“I couldn’t understand why seven people were sitting in the dark with no one around them, when I was going home to a large, wonderful Italian fest,” she recalls. “I thought, ‘Something is terribly wrong here. How could this happen?’”
Many years later, Loverde would keep that moment in mind and heart when she wrote “The Complete Eldercare Planner: Where to Start, Questions to Ask, How to Find Help” (Random House). Revised and updated since its original publication, this comprehensive guide addresses questions from the most basic (responding to an emergency) to the most profound (saying goodbye). In between, Loverde’s book also takes on the stickier issues, such as when and how to address the topic of asking elderly parents to stop driving.
The American Medical Association praised Loverde’s book as “the best we saw” on the topic, and Loverde boasts close to 30 years experience as a media spokesperson. She’s been featured on the Today show, CBS’s Early Show, CNN Headline News, Fox News, and National Public Radio and in Consumer Reports, USA Today, the Wall Street Journal, and the Washington Post.
“I’m an advocate for the quality of life for all people as they age,” says Loverde, who has roots in Tuscany on her mom’s side (in Segromigno Monte) and Sicily on her dad’s side.

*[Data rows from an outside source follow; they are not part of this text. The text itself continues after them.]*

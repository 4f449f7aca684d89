use thiserror::Error;

pub type Result<T> = std::result::Result<T, SupportError>;

#[derive(Error, Debug)]
pub enum SupportError {
    #[error("Configuration error: {0}")]
    Configuration(String),

    #[error("Index unavailable: {0}")]
    IndexUnavailable(String),

    #[error("Embedding error: {0}")]
    Embedding(String),

    #[error("Generation error: {0}")]
    Generation(String),

    #[error("Escalation classification failed: {0}")]
    Classification(String),

    #[error("Invalid transition: cannot {action} while session is {mode}")]
    InvalidTransition {
        action: &'static str,
        mode: conversation::SessionMode,
    },

    #[error("Session not found: {0}")]
    SessionNotFound(String),

    #[error("Query is empty")]
    EmptyQuery,

    #[error("IO error: {0}")]
    Io(#[from] std::io::Error),

    #[error("Other error: {0}")]
    Other(#[from] anyhow::Error),
}

impl SupportError {
    /// Stable machine-readable name for the error category
    #[inline]
    pub fn kind(&self) -> &'static str {
        match self {
            Self::Configuration(_) => "configuration",
            Self::IndexUnavailable(_) => "index_unavailable",
            Self::Embedding(_) => "embedding",
            Self::Generation(_) => "generation",
            Self::Classification(_) => "classification",
            Self::InvalidTransition { .. } => "invalid_transition",
            Self::SessionNotFound(_) => "session_not_found",
            Self::EmptyQuery => "empty_query",
            Self::Io(_) => "io",
            Self::Other(_) => "other",
        }
    }
}

impl From<config::ConfigError> for SupportError {
    #[inline]
    fn from(err: config::ConfigError) -> Self {
        Self::Configuration(err.to_string())
    }
}

pub mod commands;
pub mod config;
pub mod conversation;
pub mod corpus;
pub mod embeddings;
pub mod escalation;
pub mod generation;
pub mod index;
pub mod orchestrator;
pub mod retrieval;
pub mod service;

#[cfg(test)]
pub(crate) mod testing;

Aside from her work as an author and advocate, Loverde makes her career as a marketing consultant to companies that cater to the elderly. “They call and ask me to help them with whatever they’re selling–products and services of any kind–and package it for a mature market. For example, a senior housing association might ask me to be part of their marketing, so people can understand what it’s like to live in their community setting.”
Yet just as she tries to educate families, Loverde also works to teach her corporate clients as well. “One misconception is that they think people make decisions in a void, and that’s not true,” she says. “Most of the decisions are made by family, and people also surround themselves with others such as an attorney, a financial planner, or a parish priest to address the spiritual concerns. These people all become very important.”
For those dealing with the issues of an aging parent or relative, Loverde urges a similar team approach.
“Don’t be afraid to ask questions, or to get family involved,” she says. “Usually people don’t bring up the subject of long-term care because it’s not pleasant. But the earlier you plan, the more choices you have — so start talking early. Those conversations are so important. The worst thing that can happen in a family is that they never take place. But if you have them, you help each other, and everybody benefits.”
As for the best part of her work, “I make money being a marketing consultant, but my mission is fulfilled when other companies hire me,” Loverde says. “And when you meet people who have a good network around them, it’s very rewarding: the people who make good choices, aren’t aging or dying alone, and surrounded by family and friends.”